Tools · For expats
Tax residency quick-check
Illustrative day-counting tool for understanding Chinese tax residency thresholds. Log your stays in China to see how your presence compares to the 90-day, 183-day, and 6-year rules. This tool does not provide tax advice — consult a qualified professional.
This tool is not tax advice
Chinese tax residency rules are complex and depend on factors this tool cannot assess — your specific visa category, double-taxation treaty position, nature of income, and annual individual circumstances. Use this tool only to illustrate day-counting concepts. Consult a qualified tax professional before making any tax-related decisions.

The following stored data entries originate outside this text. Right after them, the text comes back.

//! Cache-related error types

use thiserror::Error;

/// Cache operation errors
///
/// `InvalidBackend`, `InvalidScope` and `Schema` are parameter-validation
/// failures returned to the caller; `Config` is returned when a facade cannot
/// be assembled. `Serialization` and `Storage` are raised
/// while persisting a bucket and are handed to the write error callback
/// instead of being returned.
#[derive(Error, Debug, Clone, PartialEq, Eq)]
pub enum CacheError {
    #[error("[{method}]: type should be one of: {accepted}, your value is: {value}")]
    InvalidBackend {
        method: &'static str,
        value: String,
        accepted: String,
    },

    #[error("Invalid scope: {message}")]
    InvalidScope { message: String },

    #[error("Schema error: {message}")]
    Schema { message: String },

    #[error("Configuration error: {message}")]
    Config { message: String },

    #[error("Serialization error: {message}")]
    Serialization { message: String },

    #[error("Storage error: {message}")]
    Storage { message: String },
}

impl CacheError {
    /// Create an invalid backend error
    pub fn invalid_backend(
        method: &'static str,
        value: impl Into<String>,
        accepted: &[&str],
    ) -> Self {
        CacheError::InvalidBackend {
            method,
            value: value.into(),
            accepted: accepted.join(", "),
        }
    }

    /// Create an invalid scope error
    pub fn invalid_scope(message: impl Into<String>) -> Self {
        CacheError::InvalidScope {
            message: message.into(),
        }
    }

    /// Create a schema error
    pub fn schema(message: impl Into<String>) -> Self {
        CacheError::Schema {
            message: message.into(),
        }
    }

    /// Create a configuration error
    pub fn config(message: impl Into<String>) -> Self {
        CacheError::Config {
            message: message.into(),
        }
    }

    /// Create a serialization error
    pub fn serialization(message: impl Into<String>) -> Self {
        CacheError::Serialization {
            message: message.into(),
        }
    }

    /// Create a storage error
    pub fn storage(message: impl Into<String>) -> Self {
        CacheError::Storage {
            message: message.into(),
        }
    }

    /// Whether this error is routed to the write callback rather than returned
    pub fn is_soft(&self) -> bool {
        matches!(
            self,
            CacheError::Serialization { .. } | CacheError::Storage { .. }
        )
    }
}

impl From<serde_json::Error> for CacheError {
    fn from(err: serde_json::Error) -> Self {
        CacheError::serialization(err.to_string())
    }
}

/// Re-export commonly used Result type
pub type Result<T> = std::result::Result<T, CacheError>;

How Chinese tax residency works
90-day rule
Foreign nationals who spend 90 or more days in China in a tax year may be subject to Chinese individual income tax on China-sourced income paid by a Chinese entity.
183-day rule
Spending 183+ days in China in a calendar year makes you a tax resident, potentially liable for Chinese tax on worldwide income (though treaty relief may apply).
6-year rule
If you have been tax resident (183+ days/year) for 6 consecutive years without a single absence of more than 30 days, you may be treated as a Chinese national for tax purposes.
These rules changed significantly in 2019. Prior rules used a 5-year threshold. Treaty provisions between China and your home country may modify these rules. The 30-day single absence provision (for the 6-year reset) is a deliberate planning tool available to some expats.